What is troubling is the denial of contraceptives under the ACA and why it’s such a bogeyman in the eyes of Hobby Lobby.

Here’s how Politico reported it: “The contraception coverage mandate isn’t central to the law, the way the individual mandate is. By letting some closely held employers — like family-owned businesses — opt out of the coverage if they have religious objections, the justices haven’t blown a hole in the law that unravels its ability to cover millions of Americans. They didn’t even overturn the contraception coverage rule itself. They just carved out an exemption for some employers from one benefit, one that wasn’t even spelled out when the law was passed.”

The ruling along those true-blue political lines: the five conservative justices outvoting the four liberal ones. Well, that’s the way it goes. I accept the ruling as legit, as opposed to some on the right who two years ago raised holy hell when the court voted, also 5-4, to uphold the ACA.

I accept the ruling. I surely don’t agree with it. I believe a privately held company owner has been given license to stand in the way of a woman’s health care needs on grounds that have little to do with, oh, health care.

Judicial independence bites Obama

Barack Obama has just gotten a taste of what many of his presidential predecessors have had to swallow as it regards federal judicial appointments.

Their court appointments didn’t vote nearly the way their benefactor — the president — wanted them to vote.

That, I submit, speaks quite eloquently to the need to keep the federal judiciary independent.

http://www.bloombergview.com/articles/2014-06-27/obama-goes-too-far-for-even-supreme-court-liberals

In two 9-0 rulings in recent days, the court struck down a Massachusetts law that regulated anti-abortion protesters and then it reeled in presidential appointment powers relating to recess appointments made when the Senate is not in session.

That means both of President Obama’s high court picks — Justices Elena Kagan and Sonia Sotomayor — voted against the wishes of the man who nominated them to their dream job in the first place.

We hear yammering — mostly from the right wing of the political spectrum — that “unelected judges” wield too much power.
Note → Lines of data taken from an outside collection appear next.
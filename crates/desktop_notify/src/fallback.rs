//! Notifications through the `notify-send` command line tool, for setups where talking to the bus
//! directly isn't an option. Sounds are played through an external audio player.
//!
//! Nothing here falls back to (or from) [`Notifier`](crate::Notifier); picking a path is up to the
//! application.

use std::{
    ffi::OsString,
    path::{Path, PathBuf},
    process::{Output, Stdio},
};

use tokio::{io::AsyncWriteExt, process::Command};

use crate::Urgency;

/// Audio players tried by [`SoundBackend::resolve`], in order, with the arguments that make them
/// read audio from stdin.
const SOUND_PLAYERS: &[(&str, &[&str])] = &[("paplay", &[]), ("pw-play", &["-"]), ("aplay", &[])];

#[derive(thiserror::Error, Debug)]
pub enum FallbackError {
    #[error("a title or body must be specified")]
    MissingText,
    #[error("no sound backend could be found")]
    NoSoundBackend,
    #[error("{program}: {}: {source}", .output.trim())]
    Process {
        program: String,
        /// Combined stdout and stderr of the process.
        output: String,
        #[source]
        source: std::io::Error,
    },
}

#[derive(Debug, Clone, PartialEq, Eq)]
pub enum Sound {
    File(PathBuf),
    /// Encoded audio, piped to the player's stdin.
    Bytes(Vec<u8>),
}

/// A notification for `notify-send`.
#[derive(Debug, Clone, Default, PartialEq, Eq)]
pub struct Message {
    pub title: String,
    pub body: String,
    pub icon: Option<String>,
    pub urgency: Option<Urgency>,
    /// Milliseconds.
    pub expire_time: Option<u32>,
    pub category: Option<String>,
    /// `TYPE:NAME:VALUE`, as understood by `notify-send --hint`.
    pub hint: Option<String>,
    pub sound: Option<Sound>,
}

impl Message {
    pub fn new(title: impl Into<String>, body: impl Into<String>) -> Self {
        Self { title: title.into(), body: body.into(), ..Default::default() }
    }

    pub fn notify_send_args(&self) -> Vec<String> {
        let mut args = vec![self.title.clone()];
        if !self.body.is_empty() {
            args.push(self.body.clone());
        }
        if let Some(icon) = &self.icon {
            args.push(format!("--icon={}", icon));
        }
        if let Some(urgency) = self.urgency {
            args.push(format!("--urgency={}", urgency));
        }
        if let Some(expire_time) = self.expire_time {
            args.push(format!("--expire-time={}", expire_time));
        }
        if let Some(category) = &self.category {
            args.push(format!("--category={}", category));
        }
        if let Some(hint) = &self.hint {
            args.push(format!("--hint={}", hint));
        }
        args
    }
}

/// An audio player found on the system.
#[derive(Debug, Clone, PartialEq, Eq)]
pub struct SoundBackend {
    pub program: PathBuf,
    pub stdin_args: Vec<String>,
}

impl SoundBackend {
    /// Find the first known audio player on `PATH`.
    pub fn resolve() -> Option<Self> {
        let path = std::env::var_os("PATH").unwrap_or_else(OsString::new);
        Self::resolve_in(std::env::split_paths(&path))
    }

    pub fn resolve_in(dirs: impl IntoIterator<Item = PathBuf>) -> Option<Self> {
        let dirs: Vec<PathBuf> = dirs.into_iter().collect();
        SOUND_PLAYERS.iter().find_map(|(name, stdin_args)| {
            let program = dirs.iter().map(|dir| dir.join(name)).find(|candidate| is_executable(candidate))?;
            log::debug!("using {} to play sounds", program.display());
            Some(SoundBackend { program, stdin_args: stdin_args.iter().map(|arg| arg.to_string()).collect() })
        })
    }
}

fn is_executable(path: &Path) -> bool {
    use std::os::unix::fs::PermissionsExt;
    path.metadata().map(|meta| meta.is_file() && meta.permissions().mode() & 0o111 != 0).unwrap_or(false)
}

/// The command line notification path, configured once at startup.
#[derive(Debug, Clone, PartialEq, Eq)]
pub struct Fallback {
    pub notify_send: PathBuf,
    pub sound_backend: Option<SoundBackend>,
}

impl Fallback {
    pub fn new(notify_send: impl Into<PathBuf>, sound_backend: Option<SoundBackend>) -> Self {
        Self { notify_send: notify_send.into(), sound_backend }
    }

    /// `notify-send` from `PATH`, and whichever audio player is found first.
    pub fn detect() -> Self {
        Self::new("notify-send", SoundBackend::resolve())
    }

    pub async fn send(&self, msg: &Message) -> Result<(), FallbackError> {
        if msg.title.is_empty() && msg.body.is_empty() {
            return Err(FallbackError::MissingText);
        }
        if msg.sound.is_some() && self.sound_backend.is_none() {
            return Err(FallbackError::NoSoundBackend);
        }

        let mut cmd = Command::new(&self.notify_send);
        cmd.args(msg.notify_send_args());
        run(cmd, None).await?;

        if let Some(sound) = &msg.sound {
            self.play_sound(sound).await?;
        }
        Ok(())
    }

    pub async fn play_sound(&self, sound: &Sound) -> Result<(), FallbackError> {
        let backend = self.sound_backend.as_ref().ok_or(FallbackError::NoSoundBackend)?;
        let mut cmd = Command::new(&backend.program);
        match sound {
            Sound::File(path) => {
                cmd.arg(path);
                run(cmd, None).await
            }
            Sound::Bytes(bytes) => {
                cmd.args(&backend.stdin_args);
                run(cmd, Some(bytes)).await
            }
        }
    }
}

async fn run(mut cmd: Command, stdin: Option<&[u8]>) -> Result<(), FallbackError> {
    let program = cmd.as_std().get_program().to_string_lossy().into_owned();
    log::debug!("running {:?}", cmd.as_std());

    cmd.stdin(if stdin.is_some() { Stdio::piped() } else { Stdio::null() })
        .stdout(Stdio::piped())
        .stderr(Stdio::piped());
    let mut child = cmd.spawn().map_err(|e| process_error(&program, &[], e))?;
    if let (Some(bytes), Some(mut child_stdin)) = (stdin, child.stdin.take()) {
        // dropping the handle closes the pipe, so the player sees EOF
        child_stdin.write_all(bytes).await.map_err(|e| process_error(&program, &[], e))?;
    }

    let Output { status, mut stdout, stderr } =
        child.wait_with_output().await.map_err(|e| process_error(&program, &[], e))?;
    if status.success() {
        return Ok(());
    }
    stdout.extend_from_slice(&stderr);
    Err(process_error(&program, &stdout, std::io::Error::new(std::io::ErrorKind::Other, format!("exited with {}", status))))
}

fn process_error(program: &str, output: &[u8], source: std::io::Error) -> FallbackError {
    FallbackError::Process { program: program.to_owned(), output: String::from_utf8_lossy(output).into_owned(), source }
}

#[cfg(test)]
mod test {
    use super::*;
    use pretty_assertions::assert_eq;

    #[test]
    fn test_notify_send_args() {
        let msg = Message {
            icon: Some("dialog-warning".to_string()),
            urgency: Some(Urgency::Critical),
            expire_time: Some(3000),
            category: Some("device.error".to_string()),
            hint: Some("int:transient:1".to_string()),
            ..Message::new("Battery low", "5% remaining")
        };
        assert_eq!(
            msg.notify_send_args(),
            vec![
                "Battery low",
                "5% remaining",
                "--icon=dialog-warning",
                "--urgency=critical",
                "--expire-time=3000",
                "--category=device.error",
                "--hint=int:transient:1",
            ]
        );
        assert_eq!(Message::new("Just a title", "").notify_send_args(), vec!["Just a title"]);
    }

    #[test]
    fn test_resolve_without_players() {
        assert_eq!(SoundBackend::resolve_in(Vec::new()), None);
        assert_eq!(SoundBackend::resolve_in(vec![PathBuf::from("/nonexistent/bin")]), None);
    }

    #[test]
    fn test_resolve_prefers_earlier_candidates() {
        use std::os::unix::fs::PermissionsExt;
        let dir = std::env::temp_dir().join(format!("desktop-notify-players-{}", std::process::id()));
        std::fs::create_dir_all(&dir).unwrap();
        for name in ["aplay", "pw-play"] {
            let path = dir.join(name);
            std::fs::write(&path, "#!/bin/sh\n").unwrap();
            std::fs::set_permissions(&path, std::fs::Permissions::from_mode(0o755)).unwrap();
        }
        // not executable, so it must be skipped
        std::fs::write(dir.join("paplay"), "").unwrap();

        let backend = SoundBackend::resolve_in(vec![dir.clone()]).unwrap();
        assert_eq!(backend.program, dir.join("pw-play"));
        assert_eq!(backend.stdin_args, vec!["-"]);
        std::fs::remove_dir_all(&dir).unwrap();
    }

    #[tokio::test]
    async fn test_sound_without_backend() {
        let fallback = Fallback::new("/nonexistent/notify-send", None);
        let sound = Sound::File(PathBuf::from("/usr/share/sounds/freedesktop/stereo/bell.oga"));
        assert!(matches!(fallback.play_sound(&sound).await, Err(FallbackError::NoSoundBackend)));

        // fails before notify-send would even be started
        let msg = Message { sound: Some(sound), ..Message::new("Ding", "") };
        assert!(matches!(fallback.send(&msg).await, Err(FallbackError::NoSoundBackend)));
    }

    #[tokio::test]
    async fn test_missing_text() {
        let fallback = Fallback::new("/nonexistent/notify-send", None);
        assert!(matches!(fallback.send(&Message::default()).await, Err(FallbackError::MissingText)));
    }

    #[tokio::test]
    async fn test_process_error_keeps_output() {
        let fallback = Fallback::new("sh", None);
        let msg = Message::new("-c", "echo 'no notification daemon' >&2; exit 3");
        match fallback.send(&msg).await {
            Err(err @ FallbackError::Process { .. }) => {
                assert_eq!(err.to_string(), "sh: no notification daemon: exited with exit status: 3");
            }
            other => panic!("expected a process error, got {:?}", other),
        }
    }

    #[tokio::test]
    async fn test_spawn_failure() {
        let fallback = Fallback::new("/nonexistent/notify-send", None);
        let err = fallback.send(&Message::new("hello", "")).await.unwrap_err();
        assert!(matches!(err, FallbackError::Process { ref program, .. } if program == "/nonexistent/notify-send"));
    }
}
This carping comes usually when the court rules against a cause or principle near and dear to conservatives’ hearts.

Indeed, the court has comprised many Republican appointees who’ve gone against the wishes of their presidential benefactors: Dwight Eisenhower picked Earl Warren to be chief justice and all Warren did was launch the Supreme Court on a whole range of landmark liberal court rulings, starting with the 1954 school desegregation ruling known as Brown v. the Board of Education.

Harry Blackmum (picked by Richard Nixon) wrote the Roe v. Wade abortion decision; John Paul Stevens (Gerald Ford) became a staunch liberal court member; Byron White (John Kennedy) voted “no” on Roe v. Wade; John Roberts (George W. Bush) voted with the majority to uphold the Affordable Care Act.

Now two of the court’s liberal justices — Kagan and Sotomayor — have joined their fellow liberals and conservatives on the court to stick it in President Obama’s eye on a couple of key issues.

So, let’s stop the griping about the federal court system. The founders set up an independent branch of government for a reason, which was to prevent its politicization when trying to interpret the U.S. Constitution.